> [Try it]
All lines holding the word "impl" should be located in the records and copied.

> [Data for this exercise]
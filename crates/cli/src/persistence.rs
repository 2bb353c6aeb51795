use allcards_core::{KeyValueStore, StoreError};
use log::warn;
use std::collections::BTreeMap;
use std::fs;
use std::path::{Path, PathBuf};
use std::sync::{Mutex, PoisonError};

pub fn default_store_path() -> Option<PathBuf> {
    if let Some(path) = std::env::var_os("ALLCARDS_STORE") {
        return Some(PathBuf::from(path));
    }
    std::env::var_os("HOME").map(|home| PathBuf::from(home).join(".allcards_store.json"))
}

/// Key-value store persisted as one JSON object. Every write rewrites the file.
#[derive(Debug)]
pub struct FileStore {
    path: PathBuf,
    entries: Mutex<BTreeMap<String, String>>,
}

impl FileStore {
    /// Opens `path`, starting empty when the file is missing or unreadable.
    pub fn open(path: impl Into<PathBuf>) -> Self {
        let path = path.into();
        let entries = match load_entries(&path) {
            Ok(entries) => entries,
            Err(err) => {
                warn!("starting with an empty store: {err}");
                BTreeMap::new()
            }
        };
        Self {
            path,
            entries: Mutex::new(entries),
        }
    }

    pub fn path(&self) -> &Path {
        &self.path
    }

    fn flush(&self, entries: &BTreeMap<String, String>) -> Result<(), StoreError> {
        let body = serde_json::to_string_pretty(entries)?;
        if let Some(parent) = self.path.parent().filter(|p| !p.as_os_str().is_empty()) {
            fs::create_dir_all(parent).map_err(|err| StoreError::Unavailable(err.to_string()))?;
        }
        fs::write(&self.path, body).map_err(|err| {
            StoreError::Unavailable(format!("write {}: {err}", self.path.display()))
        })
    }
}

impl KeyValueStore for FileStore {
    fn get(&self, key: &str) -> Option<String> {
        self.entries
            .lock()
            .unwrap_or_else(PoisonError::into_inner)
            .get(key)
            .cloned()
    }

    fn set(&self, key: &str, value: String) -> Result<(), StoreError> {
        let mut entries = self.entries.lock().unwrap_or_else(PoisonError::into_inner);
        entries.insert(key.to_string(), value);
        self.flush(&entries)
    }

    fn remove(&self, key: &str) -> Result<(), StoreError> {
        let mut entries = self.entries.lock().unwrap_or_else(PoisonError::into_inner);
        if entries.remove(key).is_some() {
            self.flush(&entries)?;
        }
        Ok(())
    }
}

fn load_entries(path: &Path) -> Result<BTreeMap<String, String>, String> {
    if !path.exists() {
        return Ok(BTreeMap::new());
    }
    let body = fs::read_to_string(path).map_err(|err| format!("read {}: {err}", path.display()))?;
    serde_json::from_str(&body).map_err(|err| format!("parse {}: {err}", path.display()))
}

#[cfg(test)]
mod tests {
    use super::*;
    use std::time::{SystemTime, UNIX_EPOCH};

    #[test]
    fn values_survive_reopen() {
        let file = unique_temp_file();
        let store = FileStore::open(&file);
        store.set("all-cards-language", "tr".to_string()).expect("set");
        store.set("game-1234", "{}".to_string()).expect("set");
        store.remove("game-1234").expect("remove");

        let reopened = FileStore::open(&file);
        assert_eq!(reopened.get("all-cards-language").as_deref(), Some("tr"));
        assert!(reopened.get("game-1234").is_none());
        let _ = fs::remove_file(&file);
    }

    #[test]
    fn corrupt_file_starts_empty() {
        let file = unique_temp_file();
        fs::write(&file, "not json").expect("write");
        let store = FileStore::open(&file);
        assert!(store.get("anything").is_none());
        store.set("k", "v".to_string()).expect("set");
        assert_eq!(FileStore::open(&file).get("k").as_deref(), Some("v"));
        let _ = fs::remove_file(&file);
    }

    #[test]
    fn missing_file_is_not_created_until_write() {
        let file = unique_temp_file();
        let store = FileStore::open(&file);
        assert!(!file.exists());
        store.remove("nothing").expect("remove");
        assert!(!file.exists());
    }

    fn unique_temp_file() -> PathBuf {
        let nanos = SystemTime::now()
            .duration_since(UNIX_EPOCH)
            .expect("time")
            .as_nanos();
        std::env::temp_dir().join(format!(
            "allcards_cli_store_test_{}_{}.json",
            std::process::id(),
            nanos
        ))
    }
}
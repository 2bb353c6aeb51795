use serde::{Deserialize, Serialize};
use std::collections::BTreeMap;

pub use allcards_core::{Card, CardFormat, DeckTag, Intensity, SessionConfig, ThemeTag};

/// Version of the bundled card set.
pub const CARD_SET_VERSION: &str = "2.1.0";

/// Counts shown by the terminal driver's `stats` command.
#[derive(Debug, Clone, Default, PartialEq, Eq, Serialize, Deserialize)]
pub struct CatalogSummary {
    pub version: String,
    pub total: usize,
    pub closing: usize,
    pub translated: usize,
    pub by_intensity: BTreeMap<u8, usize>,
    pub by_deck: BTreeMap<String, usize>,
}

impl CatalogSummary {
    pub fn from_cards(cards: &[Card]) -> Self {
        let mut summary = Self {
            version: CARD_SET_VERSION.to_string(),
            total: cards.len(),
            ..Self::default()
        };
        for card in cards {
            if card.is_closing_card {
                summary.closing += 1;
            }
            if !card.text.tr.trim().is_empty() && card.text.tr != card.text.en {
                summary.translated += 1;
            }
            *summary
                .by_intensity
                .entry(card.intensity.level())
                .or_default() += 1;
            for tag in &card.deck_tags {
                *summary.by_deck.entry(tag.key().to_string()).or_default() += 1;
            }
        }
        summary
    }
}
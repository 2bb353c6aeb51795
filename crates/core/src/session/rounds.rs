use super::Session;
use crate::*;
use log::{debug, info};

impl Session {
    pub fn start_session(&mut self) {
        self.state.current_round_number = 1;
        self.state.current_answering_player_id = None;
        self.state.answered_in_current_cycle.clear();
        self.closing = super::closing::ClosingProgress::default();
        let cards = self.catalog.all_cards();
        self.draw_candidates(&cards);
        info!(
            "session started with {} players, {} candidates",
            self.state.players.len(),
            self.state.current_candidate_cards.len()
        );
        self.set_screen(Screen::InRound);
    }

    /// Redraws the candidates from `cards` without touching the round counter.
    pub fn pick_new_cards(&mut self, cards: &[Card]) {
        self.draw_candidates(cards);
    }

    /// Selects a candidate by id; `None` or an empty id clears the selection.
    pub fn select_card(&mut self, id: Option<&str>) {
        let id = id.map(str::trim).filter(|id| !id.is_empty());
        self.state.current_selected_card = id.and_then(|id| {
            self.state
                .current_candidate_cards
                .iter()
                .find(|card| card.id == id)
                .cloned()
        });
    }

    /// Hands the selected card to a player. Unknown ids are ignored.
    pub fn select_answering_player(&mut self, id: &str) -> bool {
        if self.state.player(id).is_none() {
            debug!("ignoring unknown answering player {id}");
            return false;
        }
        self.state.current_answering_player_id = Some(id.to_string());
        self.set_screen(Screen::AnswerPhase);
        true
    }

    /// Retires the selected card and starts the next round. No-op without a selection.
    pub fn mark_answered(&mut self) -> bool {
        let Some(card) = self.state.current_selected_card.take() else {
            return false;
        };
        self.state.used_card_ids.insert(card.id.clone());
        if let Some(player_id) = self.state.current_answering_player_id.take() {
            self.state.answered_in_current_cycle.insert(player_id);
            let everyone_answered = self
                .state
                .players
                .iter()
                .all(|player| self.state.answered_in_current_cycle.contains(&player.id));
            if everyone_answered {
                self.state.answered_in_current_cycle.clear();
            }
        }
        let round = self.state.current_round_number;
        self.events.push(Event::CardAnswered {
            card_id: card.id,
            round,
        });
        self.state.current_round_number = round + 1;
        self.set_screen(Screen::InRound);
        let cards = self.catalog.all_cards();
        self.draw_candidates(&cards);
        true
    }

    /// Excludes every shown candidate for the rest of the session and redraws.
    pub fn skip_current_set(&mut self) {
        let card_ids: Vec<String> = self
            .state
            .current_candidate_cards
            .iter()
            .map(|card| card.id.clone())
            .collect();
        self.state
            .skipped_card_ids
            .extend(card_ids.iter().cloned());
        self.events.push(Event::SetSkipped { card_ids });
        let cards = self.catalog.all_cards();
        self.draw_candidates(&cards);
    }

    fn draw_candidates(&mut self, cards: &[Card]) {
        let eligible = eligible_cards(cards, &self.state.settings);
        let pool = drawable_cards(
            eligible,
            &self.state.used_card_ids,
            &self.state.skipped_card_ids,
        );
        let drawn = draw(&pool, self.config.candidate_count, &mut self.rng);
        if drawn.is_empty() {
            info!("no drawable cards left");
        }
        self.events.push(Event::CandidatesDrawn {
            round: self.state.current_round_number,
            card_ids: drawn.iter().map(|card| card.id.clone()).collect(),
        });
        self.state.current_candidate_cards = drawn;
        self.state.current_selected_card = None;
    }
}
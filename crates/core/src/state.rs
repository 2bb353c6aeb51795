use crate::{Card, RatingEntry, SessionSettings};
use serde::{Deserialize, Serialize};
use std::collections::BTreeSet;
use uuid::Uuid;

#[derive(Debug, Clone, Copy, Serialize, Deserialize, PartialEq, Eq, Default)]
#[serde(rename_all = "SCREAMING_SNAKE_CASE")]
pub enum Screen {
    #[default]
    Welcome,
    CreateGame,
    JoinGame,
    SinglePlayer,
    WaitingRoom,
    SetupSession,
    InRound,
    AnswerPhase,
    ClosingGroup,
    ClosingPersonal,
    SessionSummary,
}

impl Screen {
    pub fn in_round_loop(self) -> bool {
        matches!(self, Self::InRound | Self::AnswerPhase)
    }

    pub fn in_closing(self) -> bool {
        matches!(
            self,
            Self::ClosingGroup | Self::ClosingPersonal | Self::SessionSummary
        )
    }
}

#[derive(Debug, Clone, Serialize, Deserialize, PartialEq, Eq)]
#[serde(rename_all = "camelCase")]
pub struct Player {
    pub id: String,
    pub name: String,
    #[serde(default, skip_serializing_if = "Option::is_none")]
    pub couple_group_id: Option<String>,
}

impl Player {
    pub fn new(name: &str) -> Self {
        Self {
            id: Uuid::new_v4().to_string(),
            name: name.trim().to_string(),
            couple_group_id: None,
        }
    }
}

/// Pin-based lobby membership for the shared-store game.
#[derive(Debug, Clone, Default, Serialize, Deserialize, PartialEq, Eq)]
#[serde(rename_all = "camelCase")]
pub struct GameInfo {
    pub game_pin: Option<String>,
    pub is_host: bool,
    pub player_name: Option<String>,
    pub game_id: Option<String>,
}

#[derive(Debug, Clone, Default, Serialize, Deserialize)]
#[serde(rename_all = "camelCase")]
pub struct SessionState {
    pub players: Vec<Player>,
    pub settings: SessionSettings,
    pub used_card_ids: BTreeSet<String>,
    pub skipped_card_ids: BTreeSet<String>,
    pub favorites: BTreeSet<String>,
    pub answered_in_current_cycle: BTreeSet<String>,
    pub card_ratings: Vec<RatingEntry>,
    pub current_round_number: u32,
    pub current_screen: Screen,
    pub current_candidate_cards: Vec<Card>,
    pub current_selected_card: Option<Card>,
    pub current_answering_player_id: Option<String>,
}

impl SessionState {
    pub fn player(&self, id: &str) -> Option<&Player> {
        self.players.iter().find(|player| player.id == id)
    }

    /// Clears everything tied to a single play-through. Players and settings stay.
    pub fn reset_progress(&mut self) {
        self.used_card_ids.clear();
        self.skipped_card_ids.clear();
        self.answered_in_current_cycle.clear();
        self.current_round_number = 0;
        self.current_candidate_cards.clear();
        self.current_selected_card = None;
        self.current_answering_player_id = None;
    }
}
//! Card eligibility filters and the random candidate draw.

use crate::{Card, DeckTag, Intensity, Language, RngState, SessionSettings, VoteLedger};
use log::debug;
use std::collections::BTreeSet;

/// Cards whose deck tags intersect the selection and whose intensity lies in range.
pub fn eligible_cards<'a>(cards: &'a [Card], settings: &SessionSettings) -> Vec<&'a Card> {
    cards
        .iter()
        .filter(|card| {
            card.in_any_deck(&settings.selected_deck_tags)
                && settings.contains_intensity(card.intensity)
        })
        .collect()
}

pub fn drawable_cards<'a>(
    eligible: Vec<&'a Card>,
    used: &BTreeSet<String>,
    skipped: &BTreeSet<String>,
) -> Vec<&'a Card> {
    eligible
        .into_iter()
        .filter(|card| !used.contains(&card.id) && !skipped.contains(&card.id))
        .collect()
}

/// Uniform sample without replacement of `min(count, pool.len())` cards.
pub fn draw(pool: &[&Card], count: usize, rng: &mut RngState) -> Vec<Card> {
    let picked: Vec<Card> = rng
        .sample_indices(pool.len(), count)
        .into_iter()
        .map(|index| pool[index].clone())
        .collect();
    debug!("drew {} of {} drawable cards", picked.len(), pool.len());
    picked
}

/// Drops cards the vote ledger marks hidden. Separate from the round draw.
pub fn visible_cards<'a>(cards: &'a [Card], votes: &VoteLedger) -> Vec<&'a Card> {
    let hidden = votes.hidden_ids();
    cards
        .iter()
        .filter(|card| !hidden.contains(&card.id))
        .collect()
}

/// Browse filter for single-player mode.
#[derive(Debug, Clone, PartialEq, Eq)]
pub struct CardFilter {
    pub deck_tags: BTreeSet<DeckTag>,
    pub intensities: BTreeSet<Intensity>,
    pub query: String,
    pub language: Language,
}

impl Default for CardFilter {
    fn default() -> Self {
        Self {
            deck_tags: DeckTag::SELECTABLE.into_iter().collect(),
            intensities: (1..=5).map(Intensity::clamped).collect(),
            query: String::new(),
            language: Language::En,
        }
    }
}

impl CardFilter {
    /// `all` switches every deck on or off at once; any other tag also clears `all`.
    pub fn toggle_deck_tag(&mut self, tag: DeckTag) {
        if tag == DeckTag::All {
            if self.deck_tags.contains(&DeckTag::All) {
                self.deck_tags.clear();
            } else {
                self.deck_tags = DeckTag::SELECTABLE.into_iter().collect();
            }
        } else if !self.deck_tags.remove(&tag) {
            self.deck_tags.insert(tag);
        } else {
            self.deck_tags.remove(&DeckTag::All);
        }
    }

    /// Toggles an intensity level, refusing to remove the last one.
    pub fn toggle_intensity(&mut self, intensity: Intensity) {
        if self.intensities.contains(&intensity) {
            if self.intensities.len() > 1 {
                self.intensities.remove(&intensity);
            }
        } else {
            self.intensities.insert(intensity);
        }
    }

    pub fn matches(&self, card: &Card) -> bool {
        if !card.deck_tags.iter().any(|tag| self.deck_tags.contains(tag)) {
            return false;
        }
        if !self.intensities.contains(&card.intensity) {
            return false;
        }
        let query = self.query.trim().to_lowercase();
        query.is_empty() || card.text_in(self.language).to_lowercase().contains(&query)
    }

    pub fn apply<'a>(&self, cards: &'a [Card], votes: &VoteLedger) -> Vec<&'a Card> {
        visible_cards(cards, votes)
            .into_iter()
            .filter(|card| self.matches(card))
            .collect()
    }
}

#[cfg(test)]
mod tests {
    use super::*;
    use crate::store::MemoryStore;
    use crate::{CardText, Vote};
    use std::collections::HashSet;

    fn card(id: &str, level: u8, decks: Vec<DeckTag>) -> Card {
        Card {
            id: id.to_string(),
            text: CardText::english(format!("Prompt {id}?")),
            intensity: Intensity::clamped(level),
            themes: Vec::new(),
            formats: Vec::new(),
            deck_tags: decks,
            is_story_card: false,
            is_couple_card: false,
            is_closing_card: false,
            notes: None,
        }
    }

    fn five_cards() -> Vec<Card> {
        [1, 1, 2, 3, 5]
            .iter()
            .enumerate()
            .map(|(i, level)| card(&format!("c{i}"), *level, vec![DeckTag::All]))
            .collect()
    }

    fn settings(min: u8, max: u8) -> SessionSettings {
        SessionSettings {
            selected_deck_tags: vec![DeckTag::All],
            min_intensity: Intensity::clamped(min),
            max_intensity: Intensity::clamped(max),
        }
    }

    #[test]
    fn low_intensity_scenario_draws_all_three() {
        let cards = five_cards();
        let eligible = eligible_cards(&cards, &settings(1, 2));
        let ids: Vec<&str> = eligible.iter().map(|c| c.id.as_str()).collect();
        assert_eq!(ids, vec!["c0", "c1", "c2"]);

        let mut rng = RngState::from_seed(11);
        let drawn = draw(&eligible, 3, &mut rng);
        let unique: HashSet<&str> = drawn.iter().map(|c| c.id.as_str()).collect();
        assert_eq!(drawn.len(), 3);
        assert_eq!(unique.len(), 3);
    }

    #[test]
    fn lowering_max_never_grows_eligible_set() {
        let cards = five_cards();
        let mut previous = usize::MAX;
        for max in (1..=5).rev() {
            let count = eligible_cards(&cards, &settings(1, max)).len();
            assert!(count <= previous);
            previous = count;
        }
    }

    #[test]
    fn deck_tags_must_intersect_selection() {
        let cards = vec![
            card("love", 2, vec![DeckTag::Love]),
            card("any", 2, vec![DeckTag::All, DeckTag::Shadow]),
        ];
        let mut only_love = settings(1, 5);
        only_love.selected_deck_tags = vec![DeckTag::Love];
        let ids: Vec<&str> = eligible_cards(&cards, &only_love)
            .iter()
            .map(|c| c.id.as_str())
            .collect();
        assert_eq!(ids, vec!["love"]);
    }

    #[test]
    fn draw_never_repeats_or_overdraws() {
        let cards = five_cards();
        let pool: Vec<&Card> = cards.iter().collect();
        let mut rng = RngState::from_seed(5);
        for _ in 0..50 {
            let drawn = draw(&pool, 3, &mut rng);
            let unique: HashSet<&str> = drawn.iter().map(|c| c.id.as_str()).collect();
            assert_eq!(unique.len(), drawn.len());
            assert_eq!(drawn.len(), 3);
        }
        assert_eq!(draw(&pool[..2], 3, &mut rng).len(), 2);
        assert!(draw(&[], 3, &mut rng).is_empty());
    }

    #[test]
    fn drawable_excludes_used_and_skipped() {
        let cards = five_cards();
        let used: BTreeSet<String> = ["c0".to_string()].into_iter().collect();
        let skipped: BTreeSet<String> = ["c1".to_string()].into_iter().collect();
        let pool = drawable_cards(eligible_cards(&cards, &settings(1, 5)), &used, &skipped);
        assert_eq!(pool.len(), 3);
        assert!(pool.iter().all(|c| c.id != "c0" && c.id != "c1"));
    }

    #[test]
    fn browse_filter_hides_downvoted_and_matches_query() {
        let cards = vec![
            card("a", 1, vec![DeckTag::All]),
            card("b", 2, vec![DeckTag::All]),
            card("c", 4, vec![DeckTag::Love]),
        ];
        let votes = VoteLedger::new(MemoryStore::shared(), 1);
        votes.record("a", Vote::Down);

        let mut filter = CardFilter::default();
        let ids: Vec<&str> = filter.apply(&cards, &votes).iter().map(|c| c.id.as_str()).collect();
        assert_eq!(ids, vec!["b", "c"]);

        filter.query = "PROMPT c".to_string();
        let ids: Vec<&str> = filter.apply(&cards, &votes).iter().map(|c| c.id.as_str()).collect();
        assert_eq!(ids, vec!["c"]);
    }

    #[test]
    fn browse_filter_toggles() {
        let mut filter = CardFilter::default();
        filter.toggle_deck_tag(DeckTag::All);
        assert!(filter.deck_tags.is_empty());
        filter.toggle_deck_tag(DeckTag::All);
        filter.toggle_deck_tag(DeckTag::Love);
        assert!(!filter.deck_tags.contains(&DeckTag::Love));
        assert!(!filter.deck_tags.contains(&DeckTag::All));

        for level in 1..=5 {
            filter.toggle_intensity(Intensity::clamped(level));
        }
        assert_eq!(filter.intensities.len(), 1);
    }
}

> [Answer to this problem]
impl FileStore {
    pub fn open(path: impl Into<PathBuf>) -> Self {
impl KeyValueStore for FileStore {
impl CatalogSummary {
impl Session {
impl Screen {
impl Player {
impl SessionState {
impl Default for CardFilter {
impl CardFilter {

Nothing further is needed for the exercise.